Using an OR statement in a WHERE clause executes much more slowly, why?

  • I have a query that joins several tables.

    It basically looks like:

    SELECT TOP 10000 EmpID, EmpFName, EmpLName, DeptID, DeptName, DeptType, OtherStuff

    FROM dbo.Employee AS E INNER JOIN

    dbo.Department AS D ON E.DeptFID = D.DeptID INNER JOIN OtherStuff....

    WHERE (D.DeptType = 1 AND E.Type <> 3) OR (D.DeptType = 2 AND E.Type = 3 )

    It brings back 97 rows when I run it.

    I can run two separate queries (the same query as above but broken apart at the OR statement:

    Query1:

    SELECT TOP 10000 EmpID, EmpFName, EmpLName, DeptID, DeptName, DeptType, OtherStuff

    FROM dbo.Employee AS E INNER JOIN

    dbo.Department AS D ON E.DeptFID = D.DeptID INNER JOIN OtherStuff....

    WHERE (D.DeptType = 1 AND E.Type <> 3)

    Query2:

    SELECT TOP 10000 EmpID, EmpFName, EmpLName, DeptID, DeptName, DeptType, OtherStuff

    FROM dbo.Employee AS E INNER JOIN

    dbo.Department AS D ON E.DeptFID = D.DeptID INNER JOIN OtherStuff....

    WHERE (D.DeptType = 2 AND E.Type = 3 )

    ---

    Separating out the queries causes them to execute in less than 2 seconds.

    Running them as a single OR statement causes them to execute in 25 to 30 seconds.

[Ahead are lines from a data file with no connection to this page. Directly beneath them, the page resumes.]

impl UnifiedTransport {
    pub(crate) fn new(
        url: Url,
        proxies: Arc<Vec<crate::proxy::Proxy>>,
        connector: Connector,
        http1: Http1Settings,
        http2: Http2Settings,
        alpn: Option<AlpnProtos>,
    ) -> UnifiedTransport {
        let is_https = url.scheme() == "https";
        let host = url.host_str().unwrap_or_default().to_owned();
        UnifiedTransport {
            shared: Arc::new(Shared {
                url,
                is_https,
                host,
                proxies,
                connector,
                http1,
                http2,
                alpn,
                state: AsyncMutex::new(State {
                    prefer_http1: false,
                    h1: None,
                    h2: None,
                    meta: ConnMeta::default(),
                    is_proxy: false,
                }),
            }),
        }
    }

    /// Dispatches one request, applying the ALPN outcome and the
    /// HTTP/2-to-HTTP/1.1 fallback contract.
    pub(crate) async fn round_trip(&self, mut shape: RequestShape<'_>) -> crate::Result<Exchange> {
        let force_h1 = !self.shared.is_https
            || matches!(shape.version, HttpVersionPref::Http1)
            || self.shared.state.lock().await.prefer_http1;

        if force_h1 {
            return self.send_h1(&mut shape, 1).await;
        }

        // Establish (or reuse) the TLS connection and let ALPN pick the mode.
        let use_h2 = self.ensure_connection(&shape).await?;
        if !use_h2 {
            return self.send_h1(&mut shape, 1).await;
        }

        match self.send_h2(&mut shape).await {
            Ok(exchange) => Ok(exchange),
            Err(err) if err.is_fallback_eligible() => {
                let restartable = match &shape.body {
                    Some(body) => body.is_restartable(),
                    None => true,
                };
                if !restartable {
                    // A consumed one-shot body cannot be replayed; surface
                    // the HTTP/2 error unchanged.
                    return Err(err);
                }

                log::debug!(
                    "http2 round trip failed ({err}), falling back to http/1.1 for {}",
                    self.shared.host
                );
                {
                    let mut state = self.shared.state.lock().await;
                    state.prefer_http1 = true;
                    state.h2 = None;
                }
                match self.send_h1(&mut shape, 2).await {
                    Ok(exchange) => Ok(exchange),
                    // Both protocols failed; keep both causes attached.
                    Err(h1_err) => Err(Error::request(FallbackFailed {
                        http2: err,
                        http1: h1_err,
                    })),
                }
            }
            Err(err) => Err(err),
        }
    }

    /// First dial for an HTTPS key. Returns whether ALPN selected `h2`. The
    /// handshaken connection is kept for the first request.
    async fn ensure_connection(&self, shape: &RequestShape<'_>) -> crate::Result<bool> {
        let mut state = self.shared.state.lock().await;
        if state.h2.is_some() {
            return Ok(true);
        }
        if state.h1.is_some() {
            return Ok(false);
        }

        let plan = self.shared.plan()?;
        let conn = self
            .shared
            .connector
            .connect(&plan, self.shared.alpn)
            .await?;
        let meta = ConnMeta {
            remote_addr: conn.remote_addr(),
            tls_info: conn.tls_info().cloned(),
        };
        let is_proxy = conn.is_proxy();

        if conn.is_h2() {
            let sender = self.handshake_h2(conn, shape).await?;
            state.h2 = Some(sender);
        } else {
            let sender = self.handshake_h1(conn).await?;
            state.h1 = Some(sender);
        }
        state.meta = meta;
        state.is_proxy = is_proxy;
        Ok(state.h2.is_some())
    }

    async fn handshake_h1(
        &self,
        conn: Conn,
    ) -> crate::Result<hyper2::client::conn::http1::SendRequest<EngineBody>> {
        let mut builder = hyper2::client::conn::http1::Builder::new();
        builder
            .title_case_headers(self.shared.http1.title_case_headers)
            .preserve_header_case(self.shared.http1.preserve_header_case)
            .http09_responses(self.shared.http1.http09_responses);
        if let Some(max_headers) = self.shared.http1.max_headers {
            builder.max_headers(max_headers);
        }

        let (sender, conn) = builder
            .handshake(TokioIo::new(conn))
            .await
            .map_err(Error::request)?;
        tokio::spawn(async move {
            if let Err(err) = conn.await {
                log::debug!("http1 connection task ended: {err}");
            }
        });
        Ok(sender)
    }

    async fn handshake_h2(
        &self,
        conn: Conn,
        shape: &RequestShape<'_>,
    ) -> crate::Result<hyper2::client::conn::http2::SendRequest<EngineBody>> {
        let http2 = &self.shared.http2;
        let mut builder = hyper2::client::conn::http2::Builder::new(TokioExecutor::new());
        builder.timer(TokioTimer::new());

        builder
            .initial_stream_id(http2.initial_stream_id)
            .initial_stream_window_size(http2.initial_stream_window_size)
            .initial_connection_window_size(http2.initial_connection_window_size)
            .max_concurrent_streams(http2.max_concurrent_streams)
            .header_table_size(http2.header_table_size)
            .max_frame_size(http2.max_frame_size)
            .headers_priority(headers_priority(http2.headers_priority))
            .headers_pseudo_order(self.pseudo_order(shape))
            .settings_order(http2.settings_order)
            .priority(http2.priority.clone());

        if let Some(max_header_list_size) = http2.max_header_list_size {
            builder.max_header_list_size(max_header_list_size);
        }
        if let Some(enable_push) = http2.enable_push {
            builder.enable_push(enable_push);
        }
        if let Some(unknown_setting8) = http2.unknown_setting8 {
            builder.unknown_setting8(unknown_setting8);
        }
        if let Some(unknown_setting9) = http2.unknown_setting9 {
            builder.unknown_setting9(unknown_setting9);
        }

        let (sender, conn) = builder
            .handshake(TokioIo::new(conn))
            .await
            .map_err(Error::request)?;
        tokio::spawn(async move {
            if let Err(err) = conn.await {
                log::debug!("http2 connection task ended: {err}");
            }
        });
        Ok(sender)
    }

    /// The pseudo-header order for this connection: the request's
    /// side-channel wins over the profile's table.
    fn pseudo_order(&self, shape: &RequestShape<'_>) -> Option<[PseudoOrder; 4]> {
        shape
            .order
            .and_then(HeaderOrder::pseudo)
            .or(self.shared.http2.headers_pseudo_order)
    }

    async fn send_h2(&self, shape: &mut RequestShape<'_>) -> crate::Result<Exchange> {
        let (mut sender, meta) = {
            let state = self.shared.state.lock().await;
            match &state.h2 {
                Some(sender) => (sender.clone(), state.meta.clone()),
                None => return Err(Error::request("http2 connection went away")),
            }
        };

        let uri: Uri = shape.url.as_str().parse().map_err(Error::request)?;
        let mut request = http::Request::builder()
            .method(shape.method.clone())
            .uri(uri)
            .version(Version::HTTP_2)
            .body(engine_body(shape)?)
            .map_err(Error::request)?;
        *request.headers_mut() = shape.headers.clone();

        sender.ready().await.map_err(Error::request)?;
        let response = sender.send_request(request).await.map_err(Error::request)?;

        Ok(exchange_from(response, meta, 1))
    }

    async fn send_h1(&self, shape: &mut RequestShape<'_>, attempts: u32) -> crate::Result<Exchange> {
        // Take the idle sender; a concurrent request dials its own
        // connection rather than waiting.
        let (taken, meta, is_proxy) = {
            let mut state = self.shared.state.lock().await;
            (
                state.h1.take().filter(|sender| !sender.is_closed()),
                state.meta.clone(),
                state.is_proxy,
            )
        };

        let (mut sender, meta, is_proxy) = match taken {
            Some(sender) => (sender, meta, is_proxy),
            None => {
                let plan = self.shared.plan()?;
                let conn = self
                    .shared
                    .connector
                    .connect(&plan, Some(AlpnProtos::HTTP1))
                    .await?;
                let meta = ConnMeta {
                    remote_addr: conn.remote_addr(),
                    tls_info: conn.tls_info().cloned(),
                };
                let is_proxy = conn.is_proxy();
                let sender = self.handshake_h1(conn).await?;
                let mut state = self.shared.state.lock().await;
                state.meta = meta.clone();
                state.is_proxy = is_proxy;
                (sender, meta, is_proxy)
            }
        };

        let uri = h1_uri(shape.url, is_proxy)?;
        let mut request = http::Request::builder()
            .method(shape.method.clone())
            .uri(uri)
            .body(engine_body(shape)?)
            .map_err(Error::request)?;
        *request.headers_mut() = h1_headers(shape.url, &shape.headers)?;

        sender.ready().await.map_err(Error::request)?;
        let result = sender.send_request(request).await;

        // Hand the connection back for keep-alive reuse.
        if !sender.is_closed() {
            let mut state = self.shared.state.lock().await;
            if state.h1.is_none() {
                state.h1 = Some(sender);
            }
        }

        let response = result.map_err(Error::request)?;
        Ok(exchange_from(response, meta, attempts))
    }
}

    I tried using NOLOCK for each table, just to see if it was some sort of locking issue, but that didn't seem to cause any substantial increase in performance. Also, I don't intend to run them with NOLOCK anyway other than for testing due to the various (though rare) issues that can result from using NOLOCK.

    What should I look at to help explain why the execution time is so much slower when using the OR statement in the WHERE clause rather than just running two separate queries?

  • The OR clause is probably making it do a table scan (clustered index scan), instead of using individual indexes that work in the separate queries.

    What you can do, if you can't get it to work otherwise, is hook the two separate queries together vertically with a Union or Union All statement. That does the same thing as an Or clause, and is sometimes much faster.

    Before you do that, though, dig into the execution plan a bit and see if you can work out an index that will handle the Or clause better.